Our Portfolio

At STEM Next we want all young people to access great science, technology, engineering, and mathematics (STEM) learning, in and out of school.

A robust STEM workforce is critical to addressing the country’s and world’s pressing challenges and keeping our economy strong. And with STEM skills, our young people can choose their path to rewarding and successful careers, where skills are in great demand, earnings are high, and unemployment is low. Of course, not everyone will become a STEM professional. But STEM skills will help all kids become critical thinkers, creative problem-solvers, and rational decision makers, preparing them to be the successful leaders, parents, and citizens of tomorrow.

STEM Next Opportunity Fund is the nation’s leader in incubating, amplifying, and scaling effective STEM learning systems in and out of school. With venture investment, we know we can scale our work to reach millions of additional high-need children.

Explore our portfolio of current and past investments below. Investors are invited to build on existing initiatives to accelerate impact, or design your own effort to advance proven collaboration, knowledge building, and scale.

Scaling up 32 states and 54 communities.
STEM Next Opportunity Fund partners with the Charles Stewart Mott Foundation to systemically seed and grow 32 statewide afterschool networks that seek funding and policy advances to support out-of-school STEM programs, professional development, and curriculum. STEM Next Opportunity Fund is a co-founder of the national STEM Learning Ecosystem Initiative. The initiative includes 54 communities and regions across the country working collaboratively through cross-sector partnerships to increase STEM learning in and out of school and create pathways to STEM careers. Also, STEM Next has worked with the leadership of the Every Hour Counts urban intermediaries to incorporate STEM learning in afterschool and summer linked to the Next Generation Science Standards and leveraging social-emotional learning strategies.

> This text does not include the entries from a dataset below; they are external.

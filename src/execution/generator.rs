//! Plan generation - builds the step prompt and asks the model for a plan

use crate::{
    agent::{GenerationOptions, GenerationProvider},
    core::{AssembledContext, PipelineError, Result},
};
use tokio::time::{timeout, Duration};
use tracing::{debug, error, info};

const SKELETON_DIRECTIVE: &str = "\
--- INCREMENTAL GENERATION ---
This is the first pass over this step. Produce skeletons rather than full \
implementations: file layout, imports, type and function signatures, and short \
placeholder bodies. Mark such files as incomplete. Full implementations will be \
written in later passes, so keep each file small.
--- END INCREMENTAL GENERATION ---
";

const SCHEMA_DIRECTIVE: &str = "\
For every file you propose, state explicitly:
- its relative path (no leading slash and no '..' segments)
- whether it is code or documentation
- its priority: 1 = essential structure, 2 = component, 3 = optional
- whether its content is complete or a skeleton/placeholder
";

/// Everything the plan prompt is built from
#[derive(Debug, Clone)]
pub struct PlanRequest<'a> {
    pub problem_description: &'a str,
    pub model: &'a str,
    pub assembled: &'a AssembledContext,

    /// True when no plan has been persisted for this step yet
    pub first_plan: bool,
}

impl PlanRequest<'_> {
    fn wants_skeleton(&self) -> bool {
        self.first_plan && self.assembled.step.is_code_producing()
    }
}

/// Build the prompt for the first (free-text plan) model call
pub fn build_plan_prompt(request: &PlanRequest<'_>) -> String {
    let step_id = &request.assembled.step.id;
    let completed = request.assembled.completed_through();

    let mut prompt = format!(
        "You are an AI coding agent ({}) following a multi-step plan to build an application.\n\n\
         --- PROBLEM STATEMENT ---\n{}\n--- END PROBLEM STATEMENT ---\n\n",
        request.model,
        request.problem_description.trim()
    );

    if completed == 0 {
        prompt.push_str("No earlier steps have been completed yet.\n\n");
    } else {
        prompt.push_str(&format!(
            "You have already completed Steps 1 through {}. The context from those steps is provided below.\n\n",
            completed
        ));
        prompt.push_str(&request.assembled.context);
        prompt.push('\n');
    }

    prompt.push_str(&format!(
        "Your current task is to execute Step '{step_id}'. The template/guidelines for this step are:\n\n\
         --- TEMPLATE/GUIDELINES (Step: {step_id}) ---\n{}\n--- END TEMPLATE/GUIDELINES ---\n\n",
        request.assembled.template
    ));

    if request.wants_skeleton() {
        prompt.push_str(SKELETON_DIRECTIVE);
        prompt.push('\n');
    }

    if request.assembled.step.is_code_producing() {
        prompt.push_str(SCHEMA_DIRECTIVE);
        prompt.push('\n');
    }

    prompt.push_str(&format!(
        "Based on the previous context AND the template for Step '{step_id}', generate the plan for the \
         file changes required by this step. Describe each action (create/modify file) and include the \
         full intended content of each file in a Markdown code block.\n\
         Generate the plan for Step '{step_id}':"
    ));

    prompt
}

/// Call the provider once, bounded by `timeout_secs`
///
/// Provider failures map to `GenerationFailed`, expiry to `GenerationTimeout`.
pub async fn bounded_generate<P>(
    provider: &P,
    prompt: &str,
    options: &GenerationOptions,
    timeout_secs: u64,
) -> Result<String>
where
    P: GenerationProvider + ?Sized,
{
    match timeout(Duration::from_secs(timeout_secs), provider.generate(prompt, options)).await {
        Ok(Ok(text)) => Ok(text),
        Ok(Err(e)) => Err(PipelineError::GenerationFailed(e.to_string())),
        Err(_) => Err(PipelineError::GenerationTimeout(timeout_secs)),
    }
}

/// Produces the free-text plan for a step
#[derive(Debug, Clone, Copy)]
pub struct PlanGenerator {
    timeout_secs: u64,
}

impl PlanGenerator {
    pub fn new(timeout_secs: u64) -> Self {
        Self { timeout_secs }
    }

    /// Build the prompt and make the single plan request; no retry
    pub async fn generate<P>(&self, provider: &P, request: &PlanRequest<'_>) -> Result<String>
    where
        P: GenerationProvider + ?Sized,
    {
        let step_id = &request.assembled.step.id;
        let prompt = build_plan_prompt(request);
        info!(
            "Requesting plan for {} from {}{}",
            step_id,
            request.model,
            if request.wants_skeleton() { " (skeleton pass)" } else { "" }
        );
        debug!("Plan prompt for {}: {} chars", step_id, prompt.len());

        let options = GenerationOptions::new(request.model);
        let plan = bounded_generate(provider, &prompt, &options, self.timeout_secs)
            .await
            .inspect_err(|e| error!("Plan generation for {} failed: {}", step_id, e))?;

        if plan.trim().is_empty() {
            return Err(PipelineError::GenerationFailed("empty plan".to_string()));
        }

        Ok(plan)
    }
}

Creating powerful research and tools.
Noyce/STEM Next Opportunity Fund has made sustained research investments to better understand what constitutes high-quality informal STEM education. These investments were incorporated into a seminal 2015 National Academy of Sciences Board of Science Education report that noted that out-of-school STEM programs are well-suited to building interest in STEM. The report showed that STEM programs also helped young people identity as a STEM learner. These findings reinforce research cited in the President’s Advisory Council on Science and Technology in its 2010 report to the President, also funded by Noyce.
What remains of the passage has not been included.